Starting with the line that contains "ones already superseded." and stopping after the line that contains "while let Ok(newer)", copy the entries below exactly. Include nothing else.

** Opening ENTRIES SHOWN block **

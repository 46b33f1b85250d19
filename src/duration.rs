//! Human-readable durations such as "10m" or "1h" for refresh periods.

use std::time::Duration;

use anyhow::{Context, Result};
use serde::{de, Deserialize, Deserializer};

const UNITS: [(char, u64); 4] = [('d', 24 * 60 * 60), ('h', 60 * 60), ('m', 60), ('s', 1)];

/// Parse a duration string like "10m", "2h", "1d" or "45s".
///
/// Case-insensitive, surrounding whitespace ignored. Zero is rejected since a
/// zero refresh period would spin.
///
/// ```
/// use cryptocharts::duration::parse_duration;
/// use std::time::Duration;
///
/// assert_eq!(parse_duration("10m").unwrap(), Duration::from_secs(600));
/// assert_eq!(parse_duration(" 2H ").unwrap(), Duration::from_secs(7200));
/// ```
pub fn parse_duration(s: &str) -> Result<Duration> {
    let s = s.trim().to_lowercase();
    let unit = s.chars().last().context("Duration is empty")?;
    let (_, secs_per_unit) = UNITS
        .iter()
        .find(|(u, _)| *u == unit)
        .with_context(|| format!("Duration {s:?} must end with d, h, m, or s"))?;

    let count: u64 = s[..s.len() - 1]
        .parse()
        .with_context(|| format!("Invalid number in duration {s:?}"))?;
    if count == 0 {
        anyhow::bail!("Duration must be greater than zero");
    }

    let secs = count
        .checked_mul(*secs_per_unit)
        .context("Duration is too large")?;
    Ok(Duration::from_secs(secs))
}

/// Format a duration using the largest unit that divides it evenly.
///
/// ```
/// use cryptocharts::duration::format_duration;
/// use std::time::Duration;
///
/// assert_eq!(format_duration(Duration::from_secs(600)), "10m");
/// assert_eq!(format_duration(Duration::from_secs(90)), "90s");
/// ```
pub fn format_duration(d: Duration) -> String {
    let secs = d.as_secs();
    UNITS
        .iter()
        .find(|(_, per)| secs >= *per && secs % per == 0)
        .map(|(unit, per)| format!("{}{unit}", secs / per))
        .unwrap_or_else(|| format!("{secs}s"))
}

/// Serde deserializer for duration strings.
///
/// Use with `#[serde(deserialize_with = "deserialize_duration")]`.
pub fn deserialize_duration<'de, D>(deserializer: D) -> Result<Duration, D::Error>
where
    D: Deserializer<'de>,
{
    let s = String::deserialize(deserializer)?;
    parse_duration(&s).map_err(de::Error::custom)
}

#[cfg(test)]
mod tests {
    use super::*;

    #[test]
    fn parses_each_unit() {
        assert_eq!(parse_duration("1d").unwrap(), Duration::from_secs(86400));
        assert_eq!(parse_duration("3h").unwrap(), Duration::from_secs(3 * 3600));
        assert_eq!(parse_duration("10m").unwrap(), Duration::from_secs(600));
        assert_eq!(parse_duration("45s").unwrap(), Duration::from_secs(45));
    }

    #[test]
    fn ignores_case_and_whitespace() {
        assert_eq!(parse_duration("\t10M\n").unwrap(), Duration::from_secs(600));
    }

    #[test]
    fn rejects_bad_input() {
        for input in ["", "  ", "10", "m", "1w", "-1m", "1.5h", "0m"] {
            assert!(parse_duration(input).is_err(), "accepted {input:?}");
        }
    }

    #[test]
    fn rejects_overflow() {
        assert!(parse_duration(&format!("{}d", u64::MAX)).is_err());
        assert!(parse_duration(&format!("{}s", u64::MAX)).is_ok());
    }

    #[test]
    fn formats_with_largest_even_unit() {
        assert_eq!(format_duration(Duration::from_secs(86400)), "1d");
        assert_eq!(format_duration(Duration::from_secs(7200)), "2h");
        assert_eq!(format_duration(Duration::from_secs(600)), "10m");
        assert_eq!(format_duration(Duration::from_secs(3700)), "3700s");
        assert_eq!(format_duration(Duration::ZERO), "0s");
    }

    #[test]
    fn deserializes_from_toml() {
        #[derive(Deserialize)]
        struct Refresh {
            #[serde(deserialize_with = "deserialize_duration")]
            interval: Duration,
        }

        let refresh: Refresh = toml::from_str(r#"interval = "15m""#).unwrap();
        assert_eq!(refresh.interval, Duration::from_secs(900));
    }
}
//! Batched price lookup for every configured holding.

mod snapshot;
mod source;
pub mod providers;

pub use snapshot::{fetch_snapshot, target_currencies, PriceSnapshot, UnitPrice};
pub use source::{PriceSource, QuoteTable};

/// Currency every holding's raw unit price is shown in, regardless of the
/// user's local currency.
pub const REFERENCE_CURRENCY: &str = "USD";
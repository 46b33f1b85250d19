use std::path::PathBuf;
use std::sync::Arc;
use std::time::Duration;

use anyhow::{Context, Result};
use clap::{Parser, Subcommand};
use cryptocharts::config::{default_config_path, EndpointsConfig, RefreshConfig, ResolvedConfig};
use cryptocharts::duration::format_duration;
use cryptocharts::format::CurrencyFormatter;
use cryptocharts::ledger::HorizonLedger;
use cryptocharts::market_data::providers::CryptoComparePriceSource;
use cryptocharts::render::{outcome_json, summary_lines};
use cryptocharts::scheduler::{JobHandle, RefreshScheduler};
use cryptocharts::valuation::ValuationOutcome;
use tokio::io::{AsyncBufReadExt, BufReader};
use tokio::sync::mpsc;
use tracing::{info, warn};
use tracing_subscriber::{fmt, prelude::*, EnvFilter};

const HTTP_TIMEOUT: Duration = Duration::from_secs(30);

fn parse_duration_arg(s: &str) -> Result<Duration, String> {
    cryptocharts::duration::parse_duration(s).map_err(|e| e.to_string())
}

#[derive(Parser, Debug)]
#[command(name = "cryptocharts")]
#[command(about = "Periodic crypto portfolio valuation in your local currency")]
struct Cli {
    /// Path to the setup file (TOML, or JSON with a .json extension).
    #[arg(short, long, default_value_os_t = default_config_path())]
    config: PathBuf,

    /// Override the refresh interval (e.g. "5m", "1h").
    #[arg(long, value_name = "DURATION", value_parser = parse_duration_arg)]
    interval: Option<Duration>,

    /// Value the portfolio once, print it and exit.
    #[arg(long)]
    once: bool,

    /// Print valuations as JSON.
    #[arg(long)]
    json: bool,

    /// Emit log lines as JSON.
    #[arg(long)]
    log_json: bool,

    #[command(subcommand)]
    command: Option<Command>,
}

#[derive(Subcommand, Debug)]
enum Command {
    /// Show the resolved configuration
    Config,
}

fn init_tracing(json: bool) {
    let filter = EnvFilter::try_from_default_env().unwrap_or_else(|_| EnvFilter::new("info"));
    let registry = tracing_subscriber::registry().with(filter);
    let layer = fmt::layer()
        .with_writer(std::io::stderr)
        .with_target(true)
        .with_level(true);

    if json {
        registry.with(layer.json()).init();
    } else {
        registry.with(layer).init();
    }
}

fn print_outcome(outcome: &ValuationOutcome, json: bool, reference: &CurrencyFormatter) {
    if json {
        println!("{}", outcome_json(outcome));
        return;
    }

    let lines = summary_lines(outcome, reference);
    if outcome.is_ok() {
        for line in lines {
            println!("{line}");
        }
        println!();
    } else {
        for line in lines {
            eprintln!("{line}");
        }
    }
}

fn print_config(config: &ResolvedConfig) {
    let currency = &config.setup.local_currency;
    println!("Config file: {}", config.path.display());
    println!("Local currency: {} ({})", currency.id, currency.locale);
    println!("Refresh interval: {}", format_duration(config.refresh.interval));
    println!("Prices endpoint: {}", config.endpoints.prices);
    println!("Ledger endpoint: {}", config.endpoints.ledger);
    println!("Holdings:");
    for holding in &config.setup.holdings {
        match &holding.ledger_account {
            Some(account) => println!("  {} (ledger account {account})", holding.symbol),
            None => println!("  {} {}", holding.symbol, holding.amount),
        }
    }
}

/// Render each submitted job once it completes, skipping ones already superseded.
async fn render_loop(
    mut handles: mpsc::UnboundedReceiver<JobHandle>,
    json: bool,
    reference: CurrencyFormatter,
) {
    while let Some(mut handle) = handles.recv().await {
        while let Ok(newer) = handles.try_recv() {
            handle = newer;
        }
        let outcome = handle.wait().await;
        print_outcome(&outcome, json, &reference);
    }
}

#[tokio::main]
async fn main() -> Result<()> {
    let cli = Cli::parse();
    init_tracing(cli.log_json);

    let loaded = ResolvedConfig::load(&cli.config);

    if let Some(Command::Config) = cli.command {
        let config = loaded?;
        print_config(&config);
        return Ok(());
    }

    // A broken setup still runs: every valuation reports the load error.
    let (setup, refresh, endpoints) = match loaded {
        Ok(config) => (Ok(config.setup), config.refresh, config.endpoints),
        Err(err) => {
            warn!(error = %err, "setup failed to load");
            (Err(err), RefreshConfig::default(), EndpointsConfig::default())
        }
    };
    let interval = cli.interval.unwrap_or(refresh.interval);

    let client = reqwest::Client::builder()
        .timeout(HTTP_TIMEOUT)
        .user_agent(concat!("cryptocharts/", env!("CARGO_PKG_VERSION")))
        .build()
        .context("Failed to build HTTP client")?;

    let mut prices =
        CryptoComparePriceSource::with_client(client.clone()).with_base_url(&endpoints.prices);
    if let Some(api_key) = &endpoints.prices_api_key {
        prices = prices.with_api_key(api_key);
    }
    let ledger = HorizonLedger::with_client(client).with_base_url(&endpoints.ledger);

    let reference = CurrencyFormatter::reference();
    let mut scheduler = RefreshScheduler::new(setup, Arc::new(prices), Arc::new(ledger));

    if cli.once {
        let outcome = scheduler.current().await;
        print_outcome(&outcome, cli.json, &reference);
        scheduler.shutdown().await;
        if outcome.is_err() {
            std::process::exit(1);
        }
        return Ok(());
    }

    info!(
        config = %cli.config.display(),
        interval = %format_duration(interval),
        "starting refresh loop"
    );

    let mut submissions = scheduler.submissions();
    let (render_tx, render_rx) = mpsc::unbounded_channel();
    let renderer = tokio::spawn(render_loop(render_rx, cli.json, reference));
    scheduler.start(interval);

    let mut stdin = BufReader::new(tokio::io::stdin()).lines();
    let mut stdin_open = true;

    loop {
        tokio::select! {
            changed = submissions.changed() => {
                if changed.is_err() {
                    break;
                }
                if let Some(handle) = scheduler.latest() {
                    let _ = render_tx.send(handle);
                }
            }
            line = stdin.next_line(), if stdin_open => {
                match line {
                    Ok(Some(_)) => {
                        scheduler.refresh_now();
                    }
                    Ok(None) => stdin_open = false,
                    Err(err) => {
                        warn!(error = %err, "stdin closed; manual refresh disabled");
                        stdin_open = false;
                    }
                }
            }
            _ = tokio::signal::ctrl_c() => {
                info!("shutting down");
                break;
            }
        }
    }

    drop(render_tx);
    scheduler.shutdown().await;
    if let Err(err) = renderer.await {
        warn!(error = %err, "render task failed");
    }

    Ok(())
}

** Closing ENTRIES SHOWN block **

■ RESPONSE AREA:
/// Render each submitted job once it completes, skipping ones already superseded.
async fn render_loop(
    mut handles: mpsc::UnboundedReceiver<JobHandle>,
    json: bool,
    reference: CurrencyFormatter,
) {
    while let Some(mut handle) = handles.recv().await {
        while let Ok(newer) = handles.try_recv() {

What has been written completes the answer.